* [Exercise details]: Go through the records and copy each line where the string "StatisticKind" occurs.

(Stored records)
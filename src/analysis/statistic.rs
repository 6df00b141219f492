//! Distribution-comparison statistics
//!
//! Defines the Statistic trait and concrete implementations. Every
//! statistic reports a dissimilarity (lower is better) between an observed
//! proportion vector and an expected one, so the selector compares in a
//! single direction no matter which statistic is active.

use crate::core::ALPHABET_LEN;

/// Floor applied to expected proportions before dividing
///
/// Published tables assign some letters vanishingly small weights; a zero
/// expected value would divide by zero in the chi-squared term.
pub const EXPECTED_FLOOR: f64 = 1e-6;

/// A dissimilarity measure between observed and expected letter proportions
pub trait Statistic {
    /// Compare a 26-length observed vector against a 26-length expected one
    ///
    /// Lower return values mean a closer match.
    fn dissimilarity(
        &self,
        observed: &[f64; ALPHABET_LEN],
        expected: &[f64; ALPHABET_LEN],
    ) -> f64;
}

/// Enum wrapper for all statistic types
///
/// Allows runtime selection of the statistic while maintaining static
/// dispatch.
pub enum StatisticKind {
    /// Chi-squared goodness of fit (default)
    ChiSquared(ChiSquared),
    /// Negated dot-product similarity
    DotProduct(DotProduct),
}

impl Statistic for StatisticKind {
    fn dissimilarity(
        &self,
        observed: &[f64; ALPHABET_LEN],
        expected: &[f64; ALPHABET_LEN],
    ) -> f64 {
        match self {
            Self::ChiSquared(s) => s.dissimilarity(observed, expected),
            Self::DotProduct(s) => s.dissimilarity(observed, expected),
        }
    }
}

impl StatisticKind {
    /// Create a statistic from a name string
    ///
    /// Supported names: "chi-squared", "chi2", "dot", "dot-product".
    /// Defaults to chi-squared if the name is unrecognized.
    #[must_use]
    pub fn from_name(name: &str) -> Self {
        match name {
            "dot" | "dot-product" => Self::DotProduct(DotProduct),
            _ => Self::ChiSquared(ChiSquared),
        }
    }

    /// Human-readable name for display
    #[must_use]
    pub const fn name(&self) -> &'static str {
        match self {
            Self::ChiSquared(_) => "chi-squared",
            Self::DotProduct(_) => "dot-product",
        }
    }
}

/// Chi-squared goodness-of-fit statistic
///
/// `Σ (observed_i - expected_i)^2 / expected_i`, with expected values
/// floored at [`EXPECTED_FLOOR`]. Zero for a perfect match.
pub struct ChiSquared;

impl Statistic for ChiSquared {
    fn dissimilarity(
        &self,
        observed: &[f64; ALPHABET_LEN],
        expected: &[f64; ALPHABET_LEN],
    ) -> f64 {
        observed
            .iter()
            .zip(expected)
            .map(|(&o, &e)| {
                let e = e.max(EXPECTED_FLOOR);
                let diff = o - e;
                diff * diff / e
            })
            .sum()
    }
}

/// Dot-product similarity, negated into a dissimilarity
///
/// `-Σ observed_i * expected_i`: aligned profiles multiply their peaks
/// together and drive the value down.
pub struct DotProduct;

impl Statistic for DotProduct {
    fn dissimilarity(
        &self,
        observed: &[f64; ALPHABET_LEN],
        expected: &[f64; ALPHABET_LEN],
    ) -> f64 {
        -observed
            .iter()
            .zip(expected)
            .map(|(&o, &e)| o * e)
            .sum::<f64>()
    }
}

* [Answer section]:
pub enum StatisticKind {
impl Statistic for StatisticKind {
impl StatisticKind {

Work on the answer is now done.